An employer (“Applicant”) planned to require a sample of its 1100 employees to undergo voluntary and anonymous HIV testing. Applicant defended its intention by claiming that in planning for manpower needs, it was necessary to assess the prevalence of HIV among employees. Applicant also intended to use the test results to determine the impact of HIV in the workplace, establish support facilities for employees living with HIV, and develop preventive measures to protect employees from infection. Applicant had already undertaken measures to raise employees’ awareness of HIV/AIDS, and to encourage them to seek voluntary testing and counseling. Section 7(2) of the Employment Equity Act 55 of 1998 prohibits the “testing of an employee to determine that employee’s HIV status” unless the Labor Court ﬁnds that the testing is justiﬁed. Applicant asked the Labor Court to declare that its plan for anonymous and voluntary HIV testing did not fall under Section 7(2) of the Act, or alternatively, that the plan was justiﬁed under the Section.
The issue in this case was whether Applicant’s plan to anonymously and voluntarily test some of its employees for HIV was fell under and was prohibited by Section 7(2) of the Act.
The Court noted that the fundamental purpose of Section 7 is to prevent employers from unfairly discriminating against employees based on their health. The Court reasoned that in determining whether testing falls under Section 7, one must consider whether either the intent or the effect of the testing is discriminatory. The Court first determined that the two ways this testing might not be discriminatory was because it is anonymous and voluntary. The Court examined each aspect separately.
First, the Court examined the issue of anonymous testing, noting that there is no risk of discrimination based on medical condition when the employer cannot identify which employees have HIV. The Court further explained that the prohibition on HIV testing on employees was established to prevent the employer from learning of the specific employee’s HIV status. The Court therefore reasoned that when the employer is unable to ascertain the status of a specific employee, they cannot determine whom of their employees is HIV positive and thus cannot subject anyone to unfair discrimination. The Court required a slight alteration in the dissemination of the results (combine the results of all employees between the ages of 16-35 for statistical purposes) to ensure anonymity among all employees. As long as the Court is assured that Applicant will not have access to the testing result of a particular employee, Applicant’s plan does not fall within the scope of Section 7(2). The employer must therefore ensure the anonymity of the testing, which must be conducted by an independent, professional testing agency.

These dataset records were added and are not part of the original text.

use chrono::{DateTime, Utc};
use serde::{Deserialize, Serialize};
use uuid::Uuid;

/// Annual management fee in percent, the same for every portfolio tier.
pub const MANAGEMENT_FEE_PCT: f64 = 0.01;

/// Starting balance every portfolio is measured against for growth.
pub const BASELINE_BALANCE: f64 = 10_000.0;

/// Risk classification derived from the 1.0–5.0 questionnaire score.
#[derive(Debug, Clone, Copy, Serialize, Deserialize, PartialEq, Eq)]
#[serde(rename_all = "kebab-case")]
pub enum RiskLevel {
    VeryLow,
    Low,
    Moderate,
    High,
    VeryHigh,
}

impl RiskLevel {
    pub fn from_score(score: f64) -> Self {
        if score <= 1.5 {
            RiskLevel::VeryLow
        } else if score <= 2.5 {
            RiskLevel::Low
        } else if score <= 3.5 {
            RiskLevel::Moderate
        } else if score <= 4.5 {
            RiskLevel::High
        } else {
            RiskLevel::VeryHigh
        }
    }

    pub fn label(&self) -> &'static str {
        match self {
            RiskLevel::VeryLow => "Very Low",
            RiskLevel::Low => "Low",
            RiskLevel::Moderate => "Moderate",
            RiskLevel::High => "High",
            RiskLevel::VeryHigh => "Very High",
        }
    }

    /// Inverse of `label`, tolerant of casing. Unrecognized labels land on
    /// Moderate, mirroring the scorer's permissive-defaulting policy.
    pub fn from_label(label: &str) -> Self {
        match label.to_lowercase().as_str() {
            "very low" | "very-low" => RiskLevel::VeryLow,
            "low" => RiskLevel::Low,
            "high" => RiskLevel::High,
            "very high" | "very-high" => RiskLevel::VeryHigh,
            _ => RiskLevel::Moderate,
        }
    }
}

/// One row of a portfolio's allocation table.
#[derive(Debug, Clone, Serialize, Deserialize, PartialEq)]
#[serde(rename_all = "camelCase")]
pub struct AllocationSlice {
    pub asset_name: String,
    pub percentage: f64,
    pub color: String,
}

impl AllocationSlice {
    pub fn new(asset_name: &str, percentage: f64, color: &str) -> Self {
        Self {
            asset_name: asset_name.to_string(),
            percentage,
            color: color.to_string(),
        }
    }
}

/// A managed portfolio, either produced locally by the allocation generator
/// or normalized from the remote advisor API.
#[derive(Debug, Clone, Serialize, Deserialize, PartialEq)]
#[serde(rename_all = "camelCase")]
pub struct Portfolio {
    pub id: Uuid,
    #[serde(skip_serializing_if = "Option::is_none")]
    pub api_id: Option<String>,
    pub name: String,
    pub allocation: Vec<AllocationSlice>,
    pub reasoning: String,
    pub expected_return: f64,
    pub management_fee: f64,
    pub risk_level: RiskLevel,
    pub risk_score: f64,
    pub balance: f64,
    pub growth: f64,
    pub monthly_fee: f64,
    #[serde(skip_serializing_if = "Option::is_none")]
    pub time_horizon: Option<String>,
    #[serde(skip_serializing_if = "Option::is_none")]
    pub sectors: Option<Vec<String>>,
    #[serde(skip_serializing_if = "Option::is_none")]
    pub restrictions: Option<Vec<String>>,
    #[serde(skip_serializing_if = "Option::is_none")]
    pub created_at: Option<DateTime<Utc>>,
    #[serde(skip_serializing_if = "Option::is_none")]
    pub updated_at: Option<DateTime<Utc>>,
    #[serde(skip_serializing_if = "Option::is_none")]
    pub user_id: Option<String>,
}

impl Portfolio {
    /// Replaces the balance and recomputes both derived fields in one step.
    /// `monthly_fee` and `growth` are never written independently; callers
    /// must go through here so no reader observes a balance paired with a
    /// stale fee or growth figure.
    pub fn set_balance(&mut self, balance: f64) {
        self.balance = balance;
        self.monthly_fee = balance * (MANAGEMENT_FEE_PCT / 100.0) / 12.0;
        self.growth = if balance > BASELINE_BALANCE {
            let pct = (balance - BASELINE_BALANCE) / BASELINE_BALANCE * 100.0;
            (pct * 10.0).round() / 10.0
        } else {
            0.0
        };
    }
}

#[cfg(test)]
mod tests {
    use super::*;

    #[test]
    fn risk_level_breakpoints() {
        assert_eq!(RiskLevel::from_score(1.0), RiskLevel::VeryLow);
        assert_eq!(RiskLevel::from_score(1.5), RiskLevel::VeryLow);
        assert_eq!(RiskLevel::from_score(1.6), RiskLevel::Low);
        assert_eq!(RiskLevel::from_score(2.5), RiskLevel::Low);
        assert_eq!(RiskLevel::from_score(3.5), RiskLevel::Moderate);
        assert_eq!(RiskLevel::from_score(4.5), RiskLevel::High);
        assert_eq!(RiskLevel::from_score(4.6), RiskLevel::VeryHigh);
        assert_eq!(RiskLevel::from_score(5.0), RiskLevel::VeryHigh);
    }

    #[test]
    fn label_round_trip() {
        for level in [
            RiskLevel::VeryLow,
            RiskLevel::Low,
            RiskLevel::Moderate,
            RiskLevel::High,
            RiskLevel::VeryHigh,
        ] {
            assert_eq!(RiskLevel::from_label(level.label()), level);
        }
        assert_eq!(RiskLevel::from_label("garbage"), RiskLevel::Moderate);
    }
}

The Court then clarified the difference between voluntary and compulsory testing, and held that Section 7 applies to all compulsory testing, but not to truly voluntary testing. In this regard, employers cannot attach any sanction or disadvantage to employees who refuse to undergo testing. Section 7 therefore applies only to compulsory or involuntary testing. In such cases, employers require a court order before proceeding with their testing program. The Court reasoned that prohibiting voluntary testing would adversely impact people who would like to be tested, and it was unlikely the legislature wished to restrict access to voluntary testing services when it instituted Section 7. The Court added that Section 7 does not prohibit the employer from knowing the employee’s HIV status if the employee voluntary informs the employer. Section 7 aims to prohibit the employer’s non-consensual acquisition of an employee’s HIV status which may result discrimination against the employee.
The Court concluded that anonymous and voluntary HIV testing of employees is not prohibited by Section 7 of the Act. It was therefore unnecessary to address the question of justiﬁability.